** PROBLEM TO WORK ON **
For this exercise, return exactly the lines of the material below that begin at the one with "double-buffered frame queue." and stop after the one with "Exposed for tests.".

── INPUT DATA

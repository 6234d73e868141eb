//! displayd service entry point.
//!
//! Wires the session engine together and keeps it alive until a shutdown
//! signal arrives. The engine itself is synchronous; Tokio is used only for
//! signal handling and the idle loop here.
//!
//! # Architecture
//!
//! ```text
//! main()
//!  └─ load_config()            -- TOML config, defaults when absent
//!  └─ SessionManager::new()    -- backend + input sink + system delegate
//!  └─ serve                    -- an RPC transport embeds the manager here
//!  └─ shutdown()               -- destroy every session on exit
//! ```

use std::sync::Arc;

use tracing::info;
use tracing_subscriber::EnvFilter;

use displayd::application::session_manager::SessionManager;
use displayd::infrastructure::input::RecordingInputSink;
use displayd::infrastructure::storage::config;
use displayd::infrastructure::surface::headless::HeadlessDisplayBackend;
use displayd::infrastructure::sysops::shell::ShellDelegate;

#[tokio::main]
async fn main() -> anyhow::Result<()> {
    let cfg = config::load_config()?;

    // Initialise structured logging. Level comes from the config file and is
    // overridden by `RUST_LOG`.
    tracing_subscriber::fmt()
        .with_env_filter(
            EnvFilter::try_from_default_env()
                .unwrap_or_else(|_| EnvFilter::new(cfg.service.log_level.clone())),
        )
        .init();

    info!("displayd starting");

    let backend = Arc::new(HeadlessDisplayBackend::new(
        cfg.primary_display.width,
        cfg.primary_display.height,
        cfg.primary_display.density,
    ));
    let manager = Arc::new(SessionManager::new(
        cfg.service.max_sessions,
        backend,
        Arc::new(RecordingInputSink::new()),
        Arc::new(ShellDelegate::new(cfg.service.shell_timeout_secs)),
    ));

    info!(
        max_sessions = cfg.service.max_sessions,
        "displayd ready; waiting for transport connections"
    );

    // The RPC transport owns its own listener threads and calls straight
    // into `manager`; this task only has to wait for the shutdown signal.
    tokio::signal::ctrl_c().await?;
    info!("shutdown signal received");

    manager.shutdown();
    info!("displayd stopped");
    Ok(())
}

────
── INPUT DATA

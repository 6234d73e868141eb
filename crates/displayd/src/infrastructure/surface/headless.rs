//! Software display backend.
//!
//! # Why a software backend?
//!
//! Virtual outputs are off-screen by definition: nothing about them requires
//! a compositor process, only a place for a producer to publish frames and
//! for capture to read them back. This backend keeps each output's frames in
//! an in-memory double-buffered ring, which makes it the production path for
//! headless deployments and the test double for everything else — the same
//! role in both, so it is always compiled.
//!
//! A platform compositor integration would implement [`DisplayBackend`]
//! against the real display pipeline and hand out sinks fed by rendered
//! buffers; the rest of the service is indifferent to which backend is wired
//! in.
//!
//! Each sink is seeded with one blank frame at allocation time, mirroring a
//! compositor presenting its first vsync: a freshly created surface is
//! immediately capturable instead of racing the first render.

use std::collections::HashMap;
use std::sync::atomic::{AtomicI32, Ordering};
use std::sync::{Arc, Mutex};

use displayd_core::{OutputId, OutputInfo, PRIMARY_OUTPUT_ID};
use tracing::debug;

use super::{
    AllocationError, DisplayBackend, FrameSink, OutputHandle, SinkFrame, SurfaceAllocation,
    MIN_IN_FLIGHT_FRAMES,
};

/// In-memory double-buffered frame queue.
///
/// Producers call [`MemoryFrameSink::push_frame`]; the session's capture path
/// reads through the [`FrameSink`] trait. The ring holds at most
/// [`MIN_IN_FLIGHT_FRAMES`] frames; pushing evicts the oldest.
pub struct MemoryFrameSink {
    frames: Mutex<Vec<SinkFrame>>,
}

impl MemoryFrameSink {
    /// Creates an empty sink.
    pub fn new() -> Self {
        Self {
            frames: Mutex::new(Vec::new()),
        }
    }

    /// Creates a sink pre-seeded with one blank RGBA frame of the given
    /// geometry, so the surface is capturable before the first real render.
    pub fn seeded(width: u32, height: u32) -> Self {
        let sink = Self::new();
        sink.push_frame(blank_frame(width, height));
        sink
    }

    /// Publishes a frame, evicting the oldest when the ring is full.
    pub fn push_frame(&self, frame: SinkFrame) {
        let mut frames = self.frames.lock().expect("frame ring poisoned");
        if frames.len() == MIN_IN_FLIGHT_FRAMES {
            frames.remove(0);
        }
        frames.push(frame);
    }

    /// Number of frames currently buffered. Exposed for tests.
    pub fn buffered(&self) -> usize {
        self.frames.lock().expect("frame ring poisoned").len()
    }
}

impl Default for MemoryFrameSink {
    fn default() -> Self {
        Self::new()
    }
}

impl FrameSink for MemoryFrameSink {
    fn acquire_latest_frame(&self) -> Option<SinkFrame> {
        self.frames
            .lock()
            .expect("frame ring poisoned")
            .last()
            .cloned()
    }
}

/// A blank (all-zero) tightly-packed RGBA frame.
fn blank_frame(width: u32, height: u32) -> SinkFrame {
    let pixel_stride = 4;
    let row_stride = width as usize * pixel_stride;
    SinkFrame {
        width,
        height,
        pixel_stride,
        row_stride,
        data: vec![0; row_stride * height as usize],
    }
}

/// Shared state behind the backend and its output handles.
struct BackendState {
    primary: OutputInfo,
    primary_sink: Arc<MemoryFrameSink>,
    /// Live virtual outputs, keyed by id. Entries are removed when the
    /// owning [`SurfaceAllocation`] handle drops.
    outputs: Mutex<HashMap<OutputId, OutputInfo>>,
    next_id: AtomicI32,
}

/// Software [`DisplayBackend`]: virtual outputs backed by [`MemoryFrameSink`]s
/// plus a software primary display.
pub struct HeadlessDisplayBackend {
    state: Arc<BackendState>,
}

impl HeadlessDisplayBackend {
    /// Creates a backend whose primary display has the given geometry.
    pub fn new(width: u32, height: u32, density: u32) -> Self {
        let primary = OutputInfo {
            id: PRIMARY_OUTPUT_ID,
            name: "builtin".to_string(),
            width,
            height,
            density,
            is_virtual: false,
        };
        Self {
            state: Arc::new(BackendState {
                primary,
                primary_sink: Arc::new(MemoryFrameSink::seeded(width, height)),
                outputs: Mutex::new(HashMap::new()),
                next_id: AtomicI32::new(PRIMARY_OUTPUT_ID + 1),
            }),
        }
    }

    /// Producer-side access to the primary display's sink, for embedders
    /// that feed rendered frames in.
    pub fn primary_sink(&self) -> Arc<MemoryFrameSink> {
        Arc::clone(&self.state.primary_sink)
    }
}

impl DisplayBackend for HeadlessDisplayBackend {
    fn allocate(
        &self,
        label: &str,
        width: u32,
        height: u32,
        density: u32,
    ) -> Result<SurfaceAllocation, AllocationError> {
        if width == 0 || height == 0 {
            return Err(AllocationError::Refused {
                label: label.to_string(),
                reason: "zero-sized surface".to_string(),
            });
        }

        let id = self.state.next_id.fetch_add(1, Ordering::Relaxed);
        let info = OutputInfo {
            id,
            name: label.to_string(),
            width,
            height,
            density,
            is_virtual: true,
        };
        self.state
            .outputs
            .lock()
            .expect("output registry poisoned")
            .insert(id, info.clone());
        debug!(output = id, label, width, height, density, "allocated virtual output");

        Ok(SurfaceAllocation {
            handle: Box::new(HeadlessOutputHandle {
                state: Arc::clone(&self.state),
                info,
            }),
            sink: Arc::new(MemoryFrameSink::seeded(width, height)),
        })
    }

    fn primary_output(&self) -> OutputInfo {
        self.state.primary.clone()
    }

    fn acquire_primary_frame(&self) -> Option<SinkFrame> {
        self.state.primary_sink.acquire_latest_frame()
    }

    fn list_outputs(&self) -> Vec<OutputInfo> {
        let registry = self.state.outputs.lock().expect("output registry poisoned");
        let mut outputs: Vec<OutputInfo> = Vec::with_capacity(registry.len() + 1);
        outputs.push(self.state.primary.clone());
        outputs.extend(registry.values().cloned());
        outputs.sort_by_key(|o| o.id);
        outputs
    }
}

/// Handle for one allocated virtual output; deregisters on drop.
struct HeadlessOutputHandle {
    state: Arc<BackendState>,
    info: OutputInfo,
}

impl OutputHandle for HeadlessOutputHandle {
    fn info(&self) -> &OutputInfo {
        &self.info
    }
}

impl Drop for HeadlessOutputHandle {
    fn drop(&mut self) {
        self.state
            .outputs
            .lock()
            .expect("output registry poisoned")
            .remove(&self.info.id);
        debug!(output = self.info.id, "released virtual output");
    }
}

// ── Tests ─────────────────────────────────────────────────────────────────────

────

** RESPONSE TO THE TASK **
/// In-memory double-buffered frame queue.
///
/// Producers call [`MemoryFrameSink::push_frame`]; the session's capture path
/// reads through the [`FrameSink`] trait. The ring holds at most
/// [`MIN_IN_FLIGHT_FRAMES`] frames; pushing evicts the oldest.
pub struct MemoryFrameSink {
    frames: Mutex<Vec<SinkFrame>>,
}

impl MemoryFrameSink {
    /// Creates an empty sink.
    pub fn new() -> Self {
        Self {
            frames: Mutex::new(Vec::new()),
        }
    }

    /// Creates a sink pre-seeded with one blank RGBA frame of the given
    /// geometry, so the surface is capturable before the first real render.
    pub fn seeded(width: u32, height: u32) -> Self {
        let sink = Self::new();
        sink.push_frame(blank_frame(width, height));
        sink
    }

    /// Publishes a frame, evicting the oldest when the ring is full.
    pub fn push_frame(&self, frame: SinkFrame) {
        let mut frames = self.frames.lock().expect("frame ring poisoned");
        if frames.len() == MIN_IN_FLIGHT_FRAMES {
            frames.remove(0);
        }
        frames.push(frame);
    }

    /// Number of frames currently buffered. Exposed for tests.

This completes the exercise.